Doesn't it still require .NET Interactive?
The JavaScript and HTML kernels don't require .NET Interactive today. Though we haven't yet made them available standalone in Polyglot Notebooks, they can be loaded into a browser and used directly with no .NET in the picture. And Polyglot Notebooks will eventually work in browser-only mode with no server-side compute needed.
I think it's starting to make more sense then.
What is the motivation for (Polyglot Notebooks) to be in the language picker for everything then?
Each of the languages listed with (Polyglot Notebook)
after it is actually a superset of the language, which allows e.g. C# and Polyglot Notebook magic commands.
The following isn't valid C# but it is valid in Polyglot Notebooks:
#!share --from fsharp someVariable
Console.WriteLine(someVariable);
I see - that's pretty nuanced!
Hey All! I'm finding the rebrand a bit confusing since .NET Interactive seems to still exist? Do we have a good landing page to differentiate .NET Interactive and Polyglot Notebooks?

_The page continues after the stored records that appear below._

//! Provenance formatter
//!
//! Maps every region back to the lines of the log it was cut from. The detail level
//! grows with `level`:
//!
//! - 0: nothing
//! - 1: `start - end: name`
//! - 2: plus the names of the children and the extracted data keys
//! - 3: plus the raw lines of every leaf region, numbered as in the log
//!
//! ```text
//!    66 -    92: xvscf
//!                => scf energy, molecular orbitals
//!                => exit_status, walltime_seconds
//! ```

use crate::cfour::region::Region;

/// Width of the `start - end: ` prefix, continuation lines are aligned after it.
const PREFIX_WIDTH: usize = 15;

/// Describe one region, without its children.
pub fn introduce(region: &Region, level: u8) -> String {
    if level == 0 {
        return String::new();
    }
    let mut out = format!("{:5} - {:5}: {}", region.start, region.end, region.name);
    if !region.is_ok() {
        out.push_str(" (unreliable)");
    }
    if level > 1 {
        let pad = " ".repeat(PREFIX_WIDTH);
        if !region.sections.is_empty() {
            let names: Vec<&str> = region.sections.iter().map(|s| s.name.as_str()).collect();
            out.push_str(&format!("\n{}=> {}", pad, names.join(", ")));
        }
        if !region.data.is_empty() {
            let keys: Vec<&str> = region.data.keys().map(String::as_str).collect();
            out.push_str(&format!("\n{}=> {}", pad, keys.join(", ")));
        }
    }
    out
}

/// The raw lines of a region prefixed with their absolute line numbers.
pub fn listing(region: &Region) -> String {
    region
        .lines
        .iter()
        .enumerate()
        .map(|(rel, line)| format!("{:6}:{}", region.absolute(rel), line))
        .collect::<Vec<_>>()
        .join("\n")
}

fn push_tree(region: &Region, level: u8, depth: usize, out: &mut Vec<String>) {
    let indent = "  ".repeat(depth);
    let mut text = introduce(region, level);
    if level > 2 && region.sections.is_empty() {
        text.push('\n');
        text.push_str(&listing(region));
    }
    out.extend(text.lines().map(|line| format!("{}{}", indent, line)));
    for child in &region.sections {
        push_tree(child, level, depth + 1, out);
    }
}

/// Describe a whole tree, indented by depth.
pub fn render_tree(region: &Region, level: u8) -> String {
    if level == 0 {
        return String::new();
    }
    let mut out = Vec::new();
    push_tree(region, level, 0, &mut out);
    out.join("\n")
}

/// Render every program of a log, one tree after the other.
pub fn render(programs: &[Region], level: u8) -> String {
    let mut out = String::new();
    for program in programs {
        let tree = render_tree(program, level);
        if !tree.is_empty() {
            out.push_str(&tree);
            out.push('\n');
        }
    }
    out
}

#[cfg(test)]
mod tests {
    use super::*;
    use crate::cfour::data::{record, Value};
    use crate::cfour::region::RegionKind;

    fn program() -> Region {
        let lines = ["begin", "E(SCF)= -76.0", "end"]
            .iter()
            .map(|s| s.to_string())
            .collect();
        let mut program = Region::new("xvscf", RegionKind::Program, 66, lines);
        let mut energy = program.slice("scf energy", RegionKind::ScfEnergy, 1, 1).unwrap();
        energy.merge_data(record([("energy", Value::from(-76.0))]));
        program.sections.push(energy);
        program.merge_data(record([("exit_status", Value::from(0_i64))]));
        program
    }

    #[test]
    fn test_introduce() {
        let program = program();
        assert_eq!(introduce(&program, 1), "   66 -    68: xvscf");
        assert_eq!(
            introduce(&program, 2),
            "   66 -    68: xvscf\n               => scf energy\n               => exit_status"
        );
    }

    #[test]
    fn test_listing() {
        assert_eq!(
            listing(&program()),
            "    66:begin\n    67:E(SCF)= -76.0\n    68:end"
        );
    }

    #[test]
    fn test_render_tree_levels() {
        let program = program();
        assert_eq!(render_tree(&program, 0), "");
        assert_eq!(
            render_tree(&program, 1),
            "   66 -    68: xvscf\n     67 -    67: scf energy"
        );
        let detailed = render_tree(&program, 3);
        assert!(detailed.ends_with("     67 -    67: scf energy\n                 => energy\n      67:E(SCF)= -76.0"));
    }

    #[test]
    fn test_level_zero_prints_nothing() {
        let programs = vec![program(), program()];
        assert_eq!(introduce(&programs[0], 0), "");
        assert_eq!(render(&programs, 0), "");
        assert_eq!(render(&programs, 1).lines().count(), 4);
    }

    #[test]
    fn test_unreliable_region_is_marked() {
        let mut program = program();
        program.mark_failed();
        assert_eq!(introduce(&program, 1), "   66 -    68: xvscf (unreliable)");
    }
}
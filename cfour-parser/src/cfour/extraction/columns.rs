//! Line splitting helpers
//!
//! Two table shapes appear in the logs. Fixed-column tables are cut at character
//! offsets because their cells may contain spaces, or may run into each other when a
//! value is wide. Whitespace records are split on runs of blanks and mapped by position.

use once_cell::sync::Lazy;
use regex::Regex;

/// Signed decimal with a mandatory fractional part.
pub const FLOAT: &str = r"([+-]?\d+\.\d+)";

/// Signed integer.
pub const INT: &str = r"([+-]?\d+)";

/// Decimal with a Fortran `D` exponent, e.g. `0.1234D-07`.
pub const FORTRAN_FLOAT: &str = r"([+-]?\d+\.\d+D[+-]?\d+)";

static FORTRAN: Lazy<Regex> = Lazy::new(|| Regex::new(&format!("^{FORTRAN_FLOAT}$")).unwrap());

/// Characters `start..end` of `line`, trimmed; missing characters are treated as blanks.
pub fn column(line: &str, start: usize, end: usize) -> &str {
    let from = byte_offset(line, start);
    let to = byte_offset(line, end.max(start));
    line[from..to].trim()
}

/// Characters from `start` to the end of `line`, trimmed.
pub fn column_from(line: &str, start: usize) -> &str {
    line[byte_offset(line, start)..].trim()
}

/// Split `line` at character offset `at` into a head and a tail.
pub fn split_at_column(line: &str, at: usize) -> (&str, &str) {
    line.split_at(byte_offset(line, at))
}

fn byte_offset(line: &str, chars: usize) -> usize {
    line.char_indices()
        .nth(chars)
        .map(|(offset, _)| offset)
        .unwrap_or(line.len())
}

/// Whitespace-separated tokens of `line`.
pub fn tokens(line: &str) -> Vec<&str> {
    line.split_whitespace().collect()
}

pub fn parse_f64(token: &str) -> Option<f64> {
    token.trim().parse().ok()
}

pub fn parse_i64(token: &str) -> Option<i64> {
    token.trim().parse().ok()
}

/// Parse a Fortran double such as `0.5D-08`.
pub fn parse_fortran_f64(token: &str) -> Option<f64> {
    let token = token.trim();
    if !FORTRAN.is_match(token) {
        return None;
    }
    token.replace('D', "e").parse().ok()
}

/// Parse every token of `tokens` as a float, failing on the first bad one.
pub fn parse_floats(tokens: &[&str]) -> Option<Vec<f64>> {
    tokens.iter().map(|token| parse_f64(token)).collect()
}

#[cfg(test)]
mod tests {
    use super::*;

    #[test]
    fn test_fixed_columns_keep_embedded_spaces() {
        let line = format!("{:<28}{:<6}{}", "EXCITE", "IEXCIT", "EOMEE  [  3]");
        assert_eq!(column(&line, 0, 28), "EXCITE");
        assert_eq!(column(&line, 28, 34), "IEXCIT");
        assert_eq!(column_from(&line, 34), "EOMEE  [  3]");
    }

    #[test]
    fn test_short_lines_yield_empty_columns() {
        assert_eq!(column("ABC", 5, 10), "");
        assert_eq!(column_from("ABC", 5), "");
        assert_eq!(split_at_column("ABC", 10), ("ABC", ""));
    }

    #[test]
    fn test_fortran_float() {
        assert_eq!(parse_fortran_f64("0.5D-08"), Some(0.5e-8));
        assert_eq!(parse_fortran_f64("-1.25D+02"), Some(-125.0));
        assert_eq!(parse_fortran_f64("1.25"), None);
    }

    #[test]
    fn test_parse_floats() {
        assert_eq!(parse_floats(&["1.0", "-2.5"]), Some(vec![1.0, -2.5]));
        assert_eq!(parse_floats(&["1.0", "x"]), None);
    }
}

My suggestion would be to go all-in on Polyglot for all the related products for brand continuity
Polyglot Notebooks - Extension/Front End
Polyglot Kernel or Polyglot Interactive - Backend Kernel
.NET SDK for Polyglot Notebook - .NET NuGets for extension writing and libraries for interacting with kernel.
Python SDK for Polyglot Notebooks - Python libraries for extension writing and libraries for interacting with kernel.
JS SDK for Polyglot Notebook - JS libraries for extension writing and libraries for interacting with kernel.